The proposals are often characterised by opposition arguing that structures and facilities in the developments would create increased separation of the central business district from the river, further reducing access to the amenity. Conversely, others argue that the city/river vista to motorists along Riverside Drive would be spoiled. Some proposals have included traffic tunnels or land bridges to enable the city to "re-attach" to the river.
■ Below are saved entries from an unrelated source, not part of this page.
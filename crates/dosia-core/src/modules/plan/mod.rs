//! Plan ingestion: dialect selection, ordered parse phases and normalization.
//!
//! Each phase takes the intermediate [`PlanState`] by value and returns the
//! updated state, so later phases see exactly what earlier ones produced.

mod dicom;
mod normalize;
mod pinnacle;

pub use normalize::normalize;

use crate::common::IngestSettings;
use crate::common::constants::{
    BEAM_DUMP, DATABASE_MARKER_DUMP, DOSE_DUMP, PLAN_DUMP, SCAN_DUMP, TRIAL_DUMP,
};
use crate::domain::{BeamMetaData, BeamRecord, ControlPoint, DosiaError, DosiaResult, ErrorCode};
use crate::parser::{DumpEntry, load_dump, load_required_dump};
use serde::Serialize;
use std::fmt::{Display, Formatter};
use std::path::Path;

#[derive(Debug, Clone, Copy, PartialEq, Eq, Hash, Serialize)]
pub enum PlanDialect {
    /// Flat indexed keys such as `gantry[3]`.
    Pinnacle,
    /// Hierarchical keys such as `ControlPointSequence[3].GantryAngle`.
    Dicom,
}

#[derive(Debug, Clone, Copy, PartialEq, Eq, Hash)]
pub enum ParsePhase {
    Trial,
    Plan,
    Beam,
    Scan,
    Dose,
}

impl ParsePhase {
    pub const fn dump_name(self) -> &'static str {
        match self {
            Self::Trial => TRIAL_DUMP,
            Self::Plan => PLAN_DUMP,
            Self::Beam => BEAM_DUMP,
            Self::Scan => SCAN_DUMP,
            Self::Dose => DOSE_DUMP,
        }
    }
}

impl PlanDialect {
    /// Picks the dialect from the first bare `pinnacle` or `dicom` line.
    pub fn from_marker(entries: &[DumpEntry]) -> DosiaResult<Self> {
        entries
            .iter()
            .filter(|entry| entry.is_bare())
            .find_map(|entry| match entry.key.trim() {
                "pinnacle" => Some(Self::Pinnacle),
                "dicom" => Some(Self::Dicom),
                _ => None,
            })
            .ok_or_else(|| {
                DosiaError::input_validation(
                    ErrorCode::UnknownDatabaseType,
                    "INPUT.DATABASE_TYPE",
                    format!("{DATABASE_MARKER_DUMP} names neither a pinnacle nor a dicom plan"),
                )
            })
    }

    /// Fixed phase order; later phases depend on fields set by earlier ones.
    pub const fn phase_order(self) -> [ParsePhase; 5] {
        match self {
            Self::Pinnacle => [
                ParsePhase::Trial,
                ParsePhase::Beam,
                ParsePhase::Plan,
                ParsePhase::Scan,
                ParsePhase::Dose,
            ],
            Self::Dicom => [
                ParsePhase::Trial,
                ParsePhase::Plan,
                ParsePhase::Beam,
                ParsePhase::Scan,
                ParsePhase::Dose,
            ],
        }
    }

    /// Whether the dialect's dump set encodes anything for `phase`.
    pub const fn parses(self, phase: ParsePhase) -> bool {
        match self {
            Self::Pinnacle => !matches!(phase, ParsePhase::Scan),
            Self::Dicom => matches!(phase, ParsePhase::Beam | ParsePhase::Scan),
        }
    }

    pub fn run_phase(
        self,
        phase: ParsePhase,
        state: PlanState,
        entries: &[DumpEntry],
        settings: &IngestSettings,
    ) -> DosiaResult<PlanState> {
        match (self, phase) {
            (Self::Pinnacle, ParsePhase::Trial) => pinnacle::parse_trial(state, entries),
            (Self::Pinnacle, ParsePhase::Beam) => pinnacle::parse_beam(state, entries, settings),
            (Self::Pinnacle, ParsePhase::Plan) => pinnacle::parse_plan(state, entries),
            (Self::Pinnacle, ParsePhase::Dose) => pinnacle::parse_dose(state, entries),
            (Self::Dicom, ParsePhase::Beam) => dicom::parse_beam(state, entries, settings),
            (Self::Dicom, ParsePhase::Scan) => dicom::parse_scan(state, entries),
            _ => Ok(state),
        }
    }

    /// Runs every phase over in-memory dumps, then normalizes.
    pub fn ingest<F>(self, mut dump_for: F, settings: &IngestSettings) -> DosiaResult<BeamRecord>
    where
        F: FnMut(ParsePhase) -> DosiaResult<Vec<DumpEntry>>,
    {
        let mut state = PlanState::default();
        for phase in self.phase_order() {
            if !self.parses(phase) {
                continue;
            }
            let entries = dump_for(phase)?;
            state = self.run_phase(phase, state, &entries, settings)?;
        }
        normalize(self, state, settings)
    }
}

impl Display for PlanDialect {
    fn fmt(&self, f: &mut Formatter<'_>) -> std::fmt::Result {
        match self {
            Self::Pinnacle => f.write_str("pinnacle"),
            Self::Dicom => f.write_str("dicom"),
        }
    }
}

/// Beam metadata and control points while the parse phases run.
#[derive(Debug, Clone, Default, PartialEq)]
pub struct PlanState {
    pub metadata: BeamMetaData,
    pub control_points: Vec<ControlPoint>,
}

impl BeamRecord {
    /// Ingests and normalizes the single-beam plan exported into `plan_dir`.
    pub fn load(plan_dir: impl AsRef<Path>, settings: &IngestSettings) -> DosiaResult<Self> {
        let plan_dir = plan_dir.as_ref();
        let marker = plan_dir.join(DATABASE_MARKER_DUMP);
        if !marker.is_file() {
            return Err(DosiaError::io_system(
                ErrorCode::MissingDatabaseMarker,
                "IO.DATABASE_MARKER",
                format!("plan marker '{}' not found", marker.display()),
            ));
        }
        let dialect = PlanDialect::from_marker(&load_dump(&marker)?)?;
        tracing::info!(%dialect, "ingesting plan from {}", plan_dir.display());

        let record = dialect.ingest(
            |phase| load_required_dump(plan_dir.join(phase.dump_name())),
            settings,
        )?;
        record.log_summary();
        Ok(record)
    }
}

pub(super) fn sized_control_points(count: usize, leaf_pairs: usize) -> Vec<ControlPoint> {
    vec![ControlPoint::with_leaf_pairs(leaf_pairs); count]
}

/// Resolves the control point addressed by `index`, reporting keys without
/// a usable index and indices past the declared count.
pub(super) fn control_point_mut<'a>(
    control_points: &'a mut [ControlPoint],
    index: Option<usize>,
    entry: &DumpEntry,
) -> DosiaResult<&'a mut ControlPoint> {
    let index = index.ok_or_else(|| {
        DosiaError::input_validation(
            ErrorCode::InvalidDumpValue,
            "INPUT.DUMP_INDEX",
            format!(
                "key '{}' at line {} has no control point index",
                entry.key, entry.source_line
            ),
        )
    })?;
    let count = control_points.len();
    control_points.get_mut(index).ok_or_else(|| {
        DosiaError::input_validation(
            ErrorCode::ControlPointOutOfRange,
            "INPUT.CONTROL_POINT_RANGE",
            format!(
                "control point {} at line {} is outside the {} declared",
                index, entry.source_line, count
            ),
        )
    })
}

pub(super) fn leaf_count_error(message: impl Into<String>) -> DosiaError {
    DosiaError::input_validation(ErrorCode::LeafCountMismatch, "INPUT.LEAF_COUNT", message)
}

#[cfg(test)]
mod tests {
    use super::{ParsePhase, PlanDialect};
    use crate::domain::ErrorCode;
    use crate::parser::parse_dump;

    #[test]
    fn marker_selects_dialect_from_bare_line() {
        assert_eq!(
            PlanDialect::from_marker(&parse_dump("pinnacle\n")).ok(),
            Some(PlanDialect::Pinnacle)
        );
        assert_eq!(
            PlanDialect::from_marker(&parse_dump("version = 2\n dicom \n")).ok(),
            Some(PlanDialect::Dicom)
        );
        let error = PlanDialect::from_marker(&parse_dump("monaco\n")).expect_err("unknown");
        assert_eq!(error.code(), ErrorCode::UnknownDatabaseType);
    }

    #[test]
    fn pinnacle_reads_beam_before_plan() {
        let order = PlanDialect::Pinnacle.phase_order();
        let beam = order.iter().position(|phase| *phase == ParsePhase::Beam);
        let plan = order.iter().position(|phase| *phase == ParsePhase::Plan);
        assert!(beam < plan);
        assert!(!PlanDialect::Pinnacle.parses(ParsePhase::Scan));
    }

    #[test]
    fn dicom_skips_trial_plan_and_dose() {
        let parsed: Vec<ParsePhase> = PlanDialect::Dicom
            .phase_order()
            .into_iter()
            .filter(|phase| PlanDialect::Dicom.parses(*phase))
            .collect();
        assert_eq!(parsed, vec![ParsePhase::Beam, ParsePhase::Scan]);
        assert_eq!(ParsePhase::Beam.dump_name(), "beam.dump");
    }
}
==Riverside Drive history==
The laying of Riverside Drive as a subsistence project in 1937 provided an opportunity for the City of Perth to negotiate for control of the entire foreshore, which had previously been managed by the State Gardens Board. Designed as a boulevard, the Drive encouraged tourists and Perth residents alike to travel along the river, in a 20th-century version of the 18th and 19th century tradition of promenading. Riverside Drive was widened when works on the Mitchell Freeway interchange commenced in the late 1950s. In the early 1960s, a proposal to build a major freeway along the foreshore was being prepared by consultants for the Main Roads Department. Perth City Council, town planner Paul Ritter and others argued that traffic volumes didn't warrant the plan, and that the new north–south freeway system was adequate. Visiting architect Theodore Osmundson suggested in 1968 that the city ring freeway project being considered would "encircle[s] the city like an iron collar [which] can only eventually choke the central city to death". Riverside Drive was further modified in the 1970s to provide access to the Mitchell Freeway and again in the late 2000s as part of the sinking of the railway to William Street.

==CityVision, 1988==

CityVision is an urban planning think tank and advocacy group. In 1988 it published its first foreshore redevelopment scheme, which included a focus on development along Langley Park to the east, as well as a number of pedestrian overpasses crossing Riverside Drive.

The CityVision group has submitted a number of other designs for public discussion since then.

==Lawrence Government, 1990==
In December 1990, Premier Carmen Lawrence announced plans for an international design competition for a foreshore redevelopment. The competition had a first prize of $50,000, which was awarded to U.S. design firm Carr, Lynch, Hack and Sandell.

The winning design included a cable car from Barrack Street to Mount Eliza and Kings Park.

==City of Perth, 2005–2030==
A 2004 plan endorsed by the City of Perth in 2005 titled "Western Foreshore Scenario 2 – City of Perth 2005–2030" shows a more westerly development towards the Narrows Bridge with minimal realignment of Riverside Drive.

==Carpenter Government plans, 2008==
In February 2008, Premier Alan Carpenter announced plans for a $300 million redevelopment including multiple high-rise buildings with joint private and public funding.

The proposal included realignment of Riverside Drive.

He stated that work would start before 2012 if his government was re-elected. The opposition leader Colin Barnett objected to the plans, saying "people did not want skyscrapers on the city foreshore and the plan would create an exclusive enclave for corporations and rich apartment owners".

The Carpenter government was defeated at the 2008 election.

==Barnett Government plans, 2011==

In February 2011 Premier Colin Barnett and Perth Lord Mayor Lisa Scaffidi confirmed plans for a new project and funding, which included $270 million from the 2011/12 state budget. The project included construction of an artificial inlet to replace Esplanade Reserve, and modifications to the surrounding environs including Barrack Square. Nine large building sites will be constructed for residential apartments, commercial offices and retail space.